Perhaps one should only get grades at the end of one’s life, when all is said and done. Imagine you did not understand any of the topics you studied at school, but you used your newfound ignorance to motivate you to ask questions, and end up developing, say, sustainable agriculture for the entire planet. Maybe when Harvard goes back and sees that even though you “failed” your classes in college, they can decide instead to reward you with an A for all those classes, because did you really fail? No. You realized what you didn’t know and you learned it.
Now, it is not only failure that catalyzes learning. Communication, reviewing one’s progress, and other techniques are essential to maximizing wins and minimizing losses.
But we must not try to minimize losses before we maximize gains, because if you don’t risk messing up first, you will never have the chance to get it right.
Education is impractical
The third issue is the impracticality of it all. School is impractical. We are using a sinking ships to train our children.
I’ve seen it first hand. I’ve sat in school presidents’ offices as they discussed spending more by fundraising more, without a single mention of students. Even with insane tuitions, schools are spending more on marketing and non-teaching faculty year by year.
If we want our children to learn about the world, we must give them the chance to contribute to it. Everyone I know wants to badly to help, but often they get stepped on, shut out, and told they are being unrealistic at each and every point along the way.

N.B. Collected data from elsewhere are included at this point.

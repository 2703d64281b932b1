use rand::Rng;
use serde::{Deserialize, Serialize};

/// One vote waiting for backend submission.
#[derive(Debug, Clone, PartialEq, Eq, Serialize, Deserialize)]
#[serde(rename_all = "camelCase")]
pub struct VoteEvent {
    pub extension_id: String,
    pub voter_name: String,
    /// Empty when the voter did not give one.
    pub job_position: String,
    pub combo_count: u32,
    /// Milliseconds since the Unix epoch.
    pub timestamp: i64,
}

#[derive(Debug, Clone, Default, PartialEq, Eq, Serialize, Deserialize)]
#[serde(rename_all = "camelCase")]
pub struct VoterInfo {
    pub name: String,
    pub job_position: String,
}

const FALLBACK_VOTERS: &[&str] = &[
    "Frontend Engineer Min",
    "Backend Developer Hua",
    "DevOps Chiang",
    "Fullstack Engineer Mei",
    "Senior Developer Nobita",
    "UI Designer Shizuka",
    "Project Manager Chih-ming",
    "Test Engineer Chun-chiao",
    "Architect Jay",
    "Product Manager Chi",
    "Sysadmin Hao",
    "Data Scientist Ya-ting",
    "Mobile Developer Kuo",
    "QA Engineer Shu-fen",
    "Tech Lead Wei",
    "Frontend Architect Mei-ling",
    "Cloud Engineer Chun-hung",
    "AI Engineer Yi-chun",
    "Security Expert Shih-chieh",
    "Blockchain Developer Pei",
];

impl VoterInfo {
    pub fn new(name: impl Into<String>, job_position: impl Into<String>) -> Self {
        Self {
            name: name.into(),
            job_position: job_position.into(),
        }
    }

    /// Stand-in voter for sessions where nobody entered their details.
    pub fn random<R: Rng>(rng: &mut R) -> Self {
        let name = FALLBACK_VOTERS[rng.gen_range(0..FALLBACK_VOTERS.len())];
        Self::new(name, "")
    }

    pub fn is_set(&self) -> bool {
        !self.name.trim().is_empty()
    }

    /// `name (job)` or just `name`.
    pub fn display_name(&self) -> String {
        if self.job_position.is_empty() {
            self.name.clone()
        } else {
            format!("{} ({})", self.name, self.job_position)
        }
    }
}

/// Live notification for the planet display.
#[derive(Debug, Clone, PartialEq, Eq)]
pub struct RocketLaunch {
    pub extension_id: String,
    pub voter_name: String,
    pub job_position: String,
    pub timestamp: i64,
}

impl From<&VoteEvent> for RocketLaunch {
    fn from(event: &VoteEvent) -> Self {
        Self {
            extension_id: event.extension_id.clone(),
            voter_name: event.voter_name.clone(),
            job_position: event.job_position.clone(),
            timestamp: event.timestamp,
        }
    }
}

/// What the caller gets back immediately after casting a vote.
#[derive(Debug, Clone, PartialEq, Eq)]
pub struct VoteReceipt {
    pub extension_id: String,
    pub combo_count: u32,
    pub label: Option<String>,
    pub display_name: String,
}

/// Non-blocking delivery problems, surfaced as soft warnings.
#[derive(Debug, Clone, PartialEq, Eq)]
pub enum VoteNotice {
    /// The batch endpoint failed; votes are being retried one by one.
    DeliveryDegraded { batch_size: usize, reason: String },
    /// A vote failed on the single-vote endpoint as well.
    VoteLost { event: VoteEvent, reason: String },
}
use async_trait::async_trait;
use reqwest::Client;
use serde::de::DeserializeOwned;
use serde::Serialize;
use serde_json::Value;
use tracing::{debug, warn};

use crate::config::ApiConfig;
use crate::error::TransportError;
use crate::kernel::display::{BackendStats, RemoteExtension};
use crate::kernel::quiz::QuizSubmission;
use crate::kernel::vote::{VoteEvent, VoteSink};

/// HTTP client for the vote and quiz endpoints.
#[derive(Clone)]
pub struct ApiClient {
    client: Client,
    base_url: String,
}

#[derive(Serialize)]
struct BatchRequest<'a> {
    votes: &'a [VoteEvent],
}

impl ApiClient {
    pub fn new(config: &ApiConfig) -> Result<Self, TransportError> {
        let client = Client::builder()
            .timeout(config.request_timeout())
            .build()?;
        Ok(Self {
            client,
            base_url: config.base_url.trim_end_matches('/').to_string(),
        })
    }

    pub fn endpoint(&self, path: &str) -> String {
        format!("{}/{}", self.base_url, path.trim_start_matches('/'))
    }

    async fn post<T: Serialize + ?Sized>(&self, path: &str, body: &T) -> Result<(), TransportError> {
        let url = self.endpoint(path);
        let response = self.client.post(&url).json(body).send().await?;

        if !response.status().is_success() {
            return Err(TransportError::Status {
                endpoint: url,
                status: response.status(),
            });
        }

        let status = response.status();
        let body = response.text().await?;
        if let Ok(value) = serde_json::from_str::<Value>(&body) {
            if let Some(reason) = rejection(&value) {
                return Err(TransportError::Rejected(reason));
            }
        }

        debug!("POST {} -> {}", url, status);
        Ok(())
    }

    async fn get<T: DeserializeOwned>(&self, path: &str) -> Result<T, TransportError> {
        let url = self.endpoint(path);
        let response = self.client.get(&url).send().await?;

        if !response.status().is_success() {
            return Err(TransportError::Status {
                endpoint: url,
                status: response.status(),
            });
        }

        let value: Value = response.json().await?;
        if let Some(reason) = rejection(&value) {
            return Err(TransportError::Rejected(reason));
        }

        debug!("GET {}", url);
        Ok(serde_json::from_value(payload(value))?)
    }

    /// Current per-extension counts. Accepts the bare list as well as the
    /// enveloped one.
    pub async fn extensions(&self) -> Result<Vec<RemoteExtension>, TransportError> {
        let value: Value = self.get("extensions").await?;
        let list = match value {
            Value::Array(_) => value,
            Value::Object(mut map) => map.remove("data").unwrap_or(Value::Array(Vec::new())),
            _ => Value::Array(Vec::new()),
        };
        Ok(serde_json::from_value(list)?)
    }

    pub async fn stats(&self) -> Result<BackendStats, TransportError> {
        self.get("stats").await
    }

    /// Stores a finished quiz. Failure only warrants a warning: the
    /// recommendation is computed locally and shown regardless.
    pub async fn submit_quiz(&self, submission: &QuizSubmission) -> Result<(), TransportError> {
        self.post("quiz/submit", submission).await.map_err(|e| {
            warn!("Quiz result not saved: {}", e);
            e
        })
    }
}

#[async_trait]
impl VoteSink for ApiClient {
    async fn submit_batch(&self, events: &[VoteEvent]) -> Result<(), TransportError> {
        self.post("extensions/vote/batch", &BatchRequest { votes: events }).await
    }

    async fn submit_one(&self, event: &VoteEvent) -> Result<(), TransportError> {
        self.post("extensions/vote", event).await
    }
}

/// The backend wraps replies as `{"success": bool, "data": .., "error": ..}`.
/// A 2xx carrying `success: false` is still a rejection.
fn rejection(value: &Value) -> Option<String> {
    if value.get("success")?.as_bool()? {
        return None;
    }
    let reason = value
        .get("error")
        .or_else(|| value.get("message"))
        .and_then(|e| e.as_str())
        .unwrap_or("backend reported failure");
    Some(reason.to_string())
}

/// Unwraps `data` from a successful envelope; anything else is returned as is.
fn payload(value: Value) -> Value {
    match value {
        Value::Object(mut map) if map.get("success").and_then(Value::as_bool) == Some(true) => {
            map.remove("data").unwrap_or(Value::Null)
        }
        other => other,
    }
}
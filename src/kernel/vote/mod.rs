pub mod combo;
pub mod event;
pub mod queue;
pub mod sink;

pub use combo::{combo_label, ComboTracker};
pub use event::*;
pub use queue::VoteQueue;
pub use sink::{deliver, DeliveryReport, Relay, VoteSink};
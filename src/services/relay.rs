use chrono::{DateTime, SecondsFormat, Utc};
use futures_util::{SinkExt, StreamExt};
use serde::{Deserialize, Serialize};
use std::time::Duration;
use tokio::sync::mpsc;
use tokio::task::JoinHandle;
use tokio_tungstenite::connect_async;
use tokio_tungstenite::tungstenite::protocol::Message;
use tokio_util::sync::CancellationToken;
use tracing::{debug, info, warn};

use crate::config::RelayConfig;
use crate::kernel::vote::{Relay, RocketLaunch};

/// Client type for the voting side, which only sends launches.
pub const USER_INTERFACE: &str = "user-interface";
/// Client type for the display side, which listens for launches.
pub const PLANET_DISPLAY: &str = "planet-display";

/// Frames this client sends to the relay server.
#[derive(Debug, Clone, PartialEq, Eq, Serialize, Deserialize)]
#[serde(tag = "type", rename_all = "snake_case")]
pub enum RelayMessage {
    #[serde(rename_all = "camelCase")]
    LaunchRocket {
        extension_id: String,
        voter_name: String,
        job_position: String,
        timestamp: String,
    },
    RequestStats {
        timestamp: String,
    },
}

fn rfc3339(time: DateTime<Utc>) -> String {
    time.to_rfc3339_opts(SecondsFormat::Millis, true)
}

impl RelayMessage {
    pub fn launch(rocket: &RocketLaunch) -> Self {
        let sent_at = DateTime::<Utc>::from_timestamp_millis(rocket.timestamp).unwrap_or_else(Utc::now);
        Self::LaunchRocket {
            extension_id: non_empty(&rocket.extension_id, "unknown"),
            voter_name: non_empty(&rocket.voter_name, "Anonymous"),
            job_position: rocket.job_position.clone(),
            timestamp: rfc3339(sent_at),
        }
    }

    pub fn request_stats() -> Self {
        Self::RequestStats { timestamp: rfc3339(Utc::now()) }
    }
}

fn non_empty(value: &str, fallback: &str) -> String {
    if value.trim().is_empty() {
        fallback.to_string()
    } else {
        value.to_string()
    }
}

/// Frames the relay server pushes to connected clients.
#[derive(Debug, Clone, PartialEq)]
pub enum RelayFrame {
    LaunchRocket { extension_id: String, voter_name: String },
    Stats(serde_json::Value),
}

#[derive(Deserialize)]
#[serde(rename_all = "camelCase")]
struct IncomingLaunch {
    extension_id: String,
    #[serde(default)]
    voter_name: String,
}

/// Reads one text frame. Unknown types and malformed JSON yield `None`.
pub fn parse_frame(text: &str) -> Option<RelayFrame> {
    let value: serde_json::Value = serde_json::from_str(text).ok()?;
    match value.get("type")?.as_str()? {
        "launch_rocket" => {
            let launch: IncomingLaunch = serde_json::from_value(value).ok()?;
            Some(RelayFrame::LaunchRocket {
                extension_id: launch.extension_id,
                voter_name: non_empty(&launch.voter_name, "Anonymous"),
            })
        }
        "stats_update" | "connection_count" => Some(RelayFrame::Stats(value)),
        _ => None,
    }
}

/// Appends the client type marker the relay server uses to tell quiz
/// clients from display clients.
pub fn client_url(ws_url: &str, client_type: &str) -> String {
    let separator = if ws_url.contains('?') { '&' } else { '?' };
    format!("{ws_url}{separator}clientType={client_type}")
}

/// WebSocket relay client. `launch` queues; a background task owns the
/// socket and reconnects after a fixed delay whenever it drops.
pub struct WsRelay {
    tx: mpsc::UnboundedSender<RocketLaunch>,
    shutdown: CancellationToken,
}

impl WsRelay {
    pub fn spawn(config: &RelayConfig) -> (Self, JoinHandle<()>) {
        let (tx, rx) = mpsc::unbounded_channel();
        let shutdown = CancellationToken::new();
        let task = tokio::spawn(run_relay(
            client_url(&config.ws_url, USER_INTERFACE),
            config.reconnect_delay(),
            rx,
            None,
            shutdown.clone(),
        ));
        (Self { tx, shutdown }, task)
    }

    /// Connects as a display client and forwards every recognised frame
    /// the server pushes.
    pub fn watch(
        config: &RelayConfig,
    ) -> (Self, mpsc::UnboundedReceiver<RelayFrame>, JoinHandle<()>) {
        let (tx, rx) = mpsc::unbounded_channel();
        let (frames_tx, frames_rx) = mpsc::unbounded_channel();
        let shutdown = CancellationToken::new();
        let task = tokio::spawn(run_relay(
            client_url(&config.ws_url, PLANET_DISPLAY),
            config.reconnect_delay(),
            rx,
            Some(frames_tx),
            shutdown.clone(),
        ));
        (Self { tx, shutdown }, frames_rx, task)
    }

    pub fn close(&self) {
        self.shutdown.cancel();
    }
}

impl Relay for WsRelay {
    fn launch(&self, rocket: RocketLaunch) {
        if self.tx.send(rocket).is_err() {
            warn!("Relay task has stopped, rocket launch dropped");
        }
    }
}

/// Stand-in when the realtime relay is switched off.
#[derive(Debug, Default)]
pub struct DisabledRelay;

impl Relay for DisabledRelay {
    fn launch(&self, rocket: RocketLaunch) {
        debug!("Relay disabled, not announcing vote for {}", rocket.extension_id);
    }
}

async fn run_relay(
    url: String,
    reconnect: Duration,
    mut rx: mpsc::UnboundedReceiver<RocketLaunch>,
    frames: Option<mpsc::UnboundedSender<RelayFrame>>,
    shutdown: CancellationToken,
) {
    // A launch that failed mid-send is retried first after reconnecting.
    let mut held: Option<RocketLaunch> = None;

    loop {
        if shutdown.is_cancelled() {
            return;
        }

        match connect_async(url.as_str()).await {
            Ok((socket, response)) => {
                info!("Relay connected: {}", response.status());
                let (mut write, mut read) = socket.split();

                if let Err(e) = send(&mut write, &RelayMessage::request_stats()).await {
                    warn!("Relay stats request failed: {}", e);
                }

                'connected: loop {
                    if let Some(rocket) = held.take() {
                        if let Err(e) = send(&mut write, &RelayMessage::launch(&rocket)).await {
                            warn!("Relay send failed: {}", e);
                            held = Some(rocket);
                            break 'connected;
                        }
                    }

                    tokio::select! {
                        _ = shutdown.cancelled() => {
                            let _ = write.send(Message::Close(None)).await;
                            return;
                        }
                        rocket = rx.recv() => match rocket {
                            Some(rocket) => held = Some(rocket),
                            None => {
                                debug!("All relay senders dropped, closing socket");
                                let _ = write.send(Message::Close(None)).await;
                                return;
                            }
                        },
                        incoming = read.next() => match incoming {
                            Some(Ok(Message::Text(text))) => forward(&text, frames.as_ref()),
                            Some(Ok(Message::Close(frame))) => {
                                info!("Relay closed by server: {:?}", frame);
                                break 'connected;
                            }
                            Some(Ok(_)) => {}
                            Some(Err(e)) => {
                                warn!("Relay socket error: {}", e);
                                break 'connected;
                            }
                            None => break 'connected,
                        },
                    }
                }
            }
            Err(e) => warn!("Relay connect to {} failed: {}", url, e),
        }

        info!("Relay reconnecting in {}ms", reconnect.as_millis());
        tokio::select! {
            _ = shutdown.cancelled() => return,
            _ = tokio::time::sleep(reconnect) => {}
        }
    }
}

async fn send<S>(write: &mut S, message: &RelayMessage) -> anyhow::Result<()>
where
    S: futures_util::Sink<Message> + Unpin,
    S::Error: std::error::Error + Send + Sync + 'static,
{
    let json = serde_json::to_string(message)?;
    write.send(Message::Text(json)).await?;
    Ok(())
}

fn forward(text: &str, frames: Option<&mpsc::UnboundedSender<RelayFrame>>) {
    let Some(frame) = parse_frame(text) else {
        debug!("Ignoring relay frame: {}", text);
        return;
    };
    if let RelayFrame::Stats(value) = &frame {
        info!("Relay stats: {}", value);
    }
    if let Some(frames) = frames {
        if frames.send(frame).is_err() {
            debug!("Frame receiver dropped");
        }
    }
}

The fact of the matter is that helping those in need is not unrealistic. It is bold, brave, and incredibly altruistic. It is also worthwhile. The biggest nations and businesses in the world were built on solving problems and helping people. It is a beautiful notion, and if we would just acknowledge that it’s okay to want to save the world we’d be surrounded by superheroes.
Ask your friends what their dream job is, and help them ask better questions and make a plan. That’s often all we need.
The game plan doesn’t have to be spot on. It doesn’t even have to seem “doable.” It just has to be somewhere to start. Most of us just need to know how to start working toward our dreams.
As for education specifically, I’m sickened by the mere notion that four years of the most passionate period of each human life is currently wasted doing practice problems. If we applied those four years toward the problems we truly care about, we’d have solved world hunger, world peace, and cured many more diseases decades ago.
Let’s stop doing practice problems until we solve the real problems that still exist. We live in a world where a single individual of any age can have a global impact (see the magnificent book “2 Billion Under 20” by Stacey Ferreira, Jared Kleinert, and Blake Masters). Let’s stop pretending that we have time to waste on practice problems. Let’s start making mistakes that matter instead of worrying about passing tests in subjects we don’t care about anyway. Real, actual people are suffering all around the world, and almost everyone else wants to help. Let’s make it easy for us to help each other.
Let’s fix education by throwing it out. Let’s embrace our best selves as engaged learners, and get rid of the idea of “teaching” now that everyone has the same capacity to teach and learn. Let’s empower teachers who care to be meaningful guides in the learning process. Everyone has something to learn, especially those of us who think we have it all figured out.
And that is the Secret History of Education. What will you do now that you know?
Further Reading & Sources
1. Bell system and multiple class periods a day: Prussia, 1912
2. Grading system: Goes back to Yale in the 18th Century. Purpose was to compare student averages to each other on a unified scale.
3. Lecture model: from churches, early European universities with few literate people.
4. Seth Godin’s treatise on the problems with school.